EXERCISE GOAL: As you work through the listing, transcribe every line exactly as it reads.

DATASET CONTENT:
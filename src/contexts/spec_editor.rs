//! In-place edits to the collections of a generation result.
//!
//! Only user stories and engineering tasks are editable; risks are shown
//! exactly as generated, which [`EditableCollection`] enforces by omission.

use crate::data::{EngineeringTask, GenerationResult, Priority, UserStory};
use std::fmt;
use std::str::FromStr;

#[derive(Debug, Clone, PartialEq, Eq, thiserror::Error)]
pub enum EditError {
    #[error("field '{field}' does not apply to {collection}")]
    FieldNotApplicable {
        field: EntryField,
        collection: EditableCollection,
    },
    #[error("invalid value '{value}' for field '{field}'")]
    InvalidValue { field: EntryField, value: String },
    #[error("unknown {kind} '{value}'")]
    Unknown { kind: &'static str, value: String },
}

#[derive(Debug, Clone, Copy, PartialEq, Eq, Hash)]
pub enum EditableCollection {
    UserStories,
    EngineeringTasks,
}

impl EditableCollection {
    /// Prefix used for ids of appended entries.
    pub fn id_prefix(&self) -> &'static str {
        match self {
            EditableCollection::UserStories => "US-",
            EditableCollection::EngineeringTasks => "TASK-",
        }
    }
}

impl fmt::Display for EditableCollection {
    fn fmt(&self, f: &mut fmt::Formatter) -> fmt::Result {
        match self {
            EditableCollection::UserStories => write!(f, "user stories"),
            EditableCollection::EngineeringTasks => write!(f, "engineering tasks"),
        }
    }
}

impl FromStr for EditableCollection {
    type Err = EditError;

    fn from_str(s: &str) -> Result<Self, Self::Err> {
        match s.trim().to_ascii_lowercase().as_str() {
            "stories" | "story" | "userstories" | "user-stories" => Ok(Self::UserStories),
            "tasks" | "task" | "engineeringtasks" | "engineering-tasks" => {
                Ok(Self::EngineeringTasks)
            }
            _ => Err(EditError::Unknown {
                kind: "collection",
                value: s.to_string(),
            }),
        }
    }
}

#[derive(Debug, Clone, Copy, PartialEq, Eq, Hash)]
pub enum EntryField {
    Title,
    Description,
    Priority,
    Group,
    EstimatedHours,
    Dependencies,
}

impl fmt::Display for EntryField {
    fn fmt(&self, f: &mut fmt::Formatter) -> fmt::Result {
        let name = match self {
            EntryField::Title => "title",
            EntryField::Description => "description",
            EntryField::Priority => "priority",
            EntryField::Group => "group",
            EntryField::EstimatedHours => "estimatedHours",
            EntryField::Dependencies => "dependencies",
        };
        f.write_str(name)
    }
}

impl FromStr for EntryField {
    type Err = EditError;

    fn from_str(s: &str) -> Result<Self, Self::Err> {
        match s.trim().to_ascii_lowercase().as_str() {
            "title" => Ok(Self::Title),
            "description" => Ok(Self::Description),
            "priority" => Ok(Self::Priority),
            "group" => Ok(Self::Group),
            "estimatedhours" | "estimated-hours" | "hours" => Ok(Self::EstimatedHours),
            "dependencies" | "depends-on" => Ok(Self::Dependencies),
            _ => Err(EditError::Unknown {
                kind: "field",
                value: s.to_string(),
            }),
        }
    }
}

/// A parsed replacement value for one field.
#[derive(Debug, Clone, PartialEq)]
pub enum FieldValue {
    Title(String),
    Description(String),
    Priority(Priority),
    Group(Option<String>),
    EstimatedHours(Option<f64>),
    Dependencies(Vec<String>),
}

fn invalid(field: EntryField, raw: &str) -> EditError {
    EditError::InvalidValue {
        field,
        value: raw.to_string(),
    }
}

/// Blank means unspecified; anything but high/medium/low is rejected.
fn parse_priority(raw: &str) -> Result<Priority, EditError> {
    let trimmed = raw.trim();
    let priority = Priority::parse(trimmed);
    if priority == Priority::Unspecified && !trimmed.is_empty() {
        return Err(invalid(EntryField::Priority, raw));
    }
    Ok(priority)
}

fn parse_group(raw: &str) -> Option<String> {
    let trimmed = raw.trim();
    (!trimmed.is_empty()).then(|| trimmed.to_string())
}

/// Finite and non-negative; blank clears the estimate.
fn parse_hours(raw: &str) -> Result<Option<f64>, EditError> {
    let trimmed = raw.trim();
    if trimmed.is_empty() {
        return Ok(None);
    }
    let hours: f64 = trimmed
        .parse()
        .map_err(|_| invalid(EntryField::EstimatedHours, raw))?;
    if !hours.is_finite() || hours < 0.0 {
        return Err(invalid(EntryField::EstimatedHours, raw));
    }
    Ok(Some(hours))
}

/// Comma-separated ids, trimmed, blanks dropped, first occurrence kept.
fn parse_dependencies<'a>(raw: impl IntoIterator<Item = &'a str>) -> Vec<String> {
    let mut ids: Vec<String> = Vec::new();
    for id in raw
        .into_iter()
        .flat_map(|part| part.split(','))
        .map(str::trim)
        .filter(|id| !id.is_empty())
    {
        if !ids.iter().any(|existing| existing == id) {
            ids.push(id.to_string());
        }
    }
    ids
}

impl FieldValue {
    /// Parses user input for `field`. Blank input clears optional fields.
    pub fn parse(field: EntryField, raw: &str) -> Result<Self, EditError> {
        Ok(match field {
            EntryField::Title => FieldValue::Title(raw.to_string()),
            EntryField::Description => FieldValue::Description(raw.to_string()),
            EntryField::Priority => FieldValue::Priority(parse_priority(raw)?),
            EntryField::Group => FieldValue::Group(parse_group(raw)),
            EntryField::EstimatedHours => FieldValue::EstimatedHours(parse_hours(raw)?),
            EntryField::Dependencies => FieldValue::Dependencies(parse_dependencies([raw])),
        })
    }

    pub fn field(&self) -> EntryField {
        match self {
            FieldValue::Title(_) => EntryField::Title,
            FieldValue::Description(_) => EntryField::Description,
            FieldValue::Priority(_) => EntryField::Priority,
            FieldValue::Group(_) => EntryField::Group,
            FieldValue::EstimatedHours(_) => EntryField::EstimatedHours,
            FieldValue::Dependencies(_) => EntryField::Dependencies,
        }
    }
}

RESPONSE TO THIS EXERCISE:
filename src/contexts/spec_editor.rs
//! In-place edits to the collections of a generation result.
//!
//! Only user stories and engineering tasks are editable; risks are shown
//! exactly as generated, which [`EditableCollection`] enforces by omission.

use crate::data::{EngineeringTask, GenerationResult, Priority, UserStory};
use std::fmt;
use std::str::FromStr;

#[derive(Debug, Clone, PartialEq, Eq, thiserror::Error)]
pub enum EditError {
    #[error("field '{field}' does not apply to {collection}")]
    FieldNotApplicable {
        field: EntryField,
        collection: EditableCollection,
    },
    #[error("invalid value '{value}' for field '{field}'")]
    InvalidValue { field: EntryField, value: String },
    #[error("unknown {kind} '{value}'")]
    Unknown { kind: &'static str, value: String },
}

#[derive(Debug, Clone, Copy, PartialEq, Eq, Hash)]
pub enum EditableCollection {
    UserStories,
    EngineeringTasks,
}

impl EditableCollection {
    /// Prefix used for ids of appended entries.
    pub fn id_prefix(&self) -> &'static str {
        match self {
            EditableCollection::UserStories => "US-",
            EditableCollection::EngineeringTasks => "TASK-",
        }
    }
}

impl fmt::Display for EditableCollection {
    fn fmt(&self, f: &mut fmt::Formatter) -> fmt::Result {
        match self {
            EditableCollection::UserStories => write!(f, "user stories"),
            EditableCollection::EngineeringTasks => write!(f, "engineering tasks"),
        }
    }
}

impl FromStr for EditableCollection {
    type Err = EditError;

    fn from_str(s: &str) -> Result<Self, Self::Err> {
        match s.trim().to_ascii_lowercase().as_str() {
            "stories" | "story" | "userstories" | "user-stories" => Ok(Self::UserStories),
            "tasks" | "task" | "engineeringtasks" | "engineering-tasks" => {
                Ok(Self::EngineeringTasks)
            }
            _ => Err(EditError::Unknown {
                kind: "collection",
                value: s.to_string(),
            }),
        }
    }
}

#[derive(Debug, Clone, Copy, PartialEq, Eq, Hash)]
pub enum EntryField {
    Title,
    Description,
    Priority,
    Group,
    EstimatedHours,
    Dependencies,
}

impl fmt::Display for EntryField {
    fn fmt(&self, f: &mut fmt::Formatter) -> fmt::Result {
        let name = match self {
            EntryField::Title => "title",
            EntryField::Description => "description",
            EntryField::Priority => "priority",
            EntryField::Group => "group",
            EntryField::EstimatedHours => "estimatedHours",
            EntryField::Dependencies => "dependencies",
        };
        f.write_str(name)
    }
}

impl FromStr for EntryField {
    type Err = EditError;

    fn from_str(s: &str) -> Result<Self, Self::Err> {
        match s.trim().to_ascii_lowercase().as_str() {
            "title" => Ok(Self::Title),
            "description" => Ok(Self::Description),
            "priority" => Ok(Self::Priority),
            "group" => Ok(Self::Group),
            "estimatedhours" | "estimated-hours" | "hours" => Ok(Self::EstimatedHours),
            "dependencies" | "depends-on" => Ok(Self::Dependencies),
            _ => Err(EditError::Unknown {
                kind: "field",
                value: s.to_string(),
            }),
        }
    }
}

/// A parsed replacement value for one field.
#[derive(Debug, Clone, PartialEq)]
pub enum FieldValue {
    Title(String),
    Description(String),
    Priority(Priority),
    Group(Option<String>),
    EstimatedHours(Option<f64>),
    Dependencies(Vec<String>),
}

fn invalid(field: EntryField, raw: &str) -> EditError {
    EditError::InvalidValue {
        field,
        value: raw.to_string(),
    }
}

/// Blank means unspecified; anything but high/medium/low is rejected.
fn parse_priority(raw: &str) -> Result<Priority, EditError> {
    let trimmed = raw.trim();
    let priority = Priority::parse(trimmed);
    if priority == Priority::Unspecified && !trimmed.is_empty() {
        return Err(invalid(EntryField::Priority, raw));
    }
    Ok(priority)
}

fn parse_group(raw: &str) -> Option<String> {
    let trimmed = raw.trim();
    (!trimmed.is_empty()).then(|| trimmed.to_string())
}

/// Finite and non-negative; blank clears the estimate.
fn parse_hours(raw: &str) -> Result<Option<f64>, EditError> {
    let trimmed = raw.trim();
    if trimmed.is_empty() {
        return Ok(None);
    }
    let hours: f64 = trimmed
        .parse()
        .map_err(|_| invalid(EntryField::EstimatedHours, raw))?;
    if !hours.is_finite() || hours < 0.0 {
        return Err(invalid(EntryField::EstimatedHours, raw));
    }
    Ok(Some(hours))
}

/// Comma-separated ids, trimmed, blanks dropped, first occurrence kept.
fn parse_dependencies<'a>(raw: impl IntoIterator<Item = &'a str>) -> Vec<String> {
    let mut ids: Vec<String> = Vec::new();
    for id in raw
        .into_iter()
        .flat_map(|part| part.split(','))
        .map(str::trim)
        .filter(|id| !id.is_empty())
    {
        if !ids.iter().any(|existing| existing == id) {
            ids.push(id.to_string());
        }
    }
    ids
}

impl FieldValue {
    /// Parses user input for `field`. Blank input clears optional fields.
    pub fn parse(field: EntryField, raw: &str) -> Result<Self, EditError> {
        Ok(match field {
            EntryField::Title => FieldValue::Title(raw.to_string()),
            EntryField::Description => FieldValue::Description(raw.to_string()),
            EntryField::Priority => FieldValue::Priority(parse_priority(raw)?),
            EntryField::Group => FieldValue::Group(parse_group(raw)),
            EntryField::EstimatedHours => FieldValue::EstimatedHours(parse_hours(raw)?),
            EntryField::Dependencies => FieldValue::Dependencies(parse_dependencies([raw])),
        })
    }

    pub fn field(&self) -> EntryField {
        match self {
            FieldValue::Title(_) => EntryField::Title,
            FieldValue::Description(_) => EntryField::Description,
            FieldValue::Priority(_) => EntryField::Priority,
            FieldValue::Group(_) => EntryField::Group,
            FieldValue::EstimatedHours(_) => EntryField::EstimatedHours,
            FieldValue::Dependencies(_) => EntryField::Dependencies,
        }
    }
}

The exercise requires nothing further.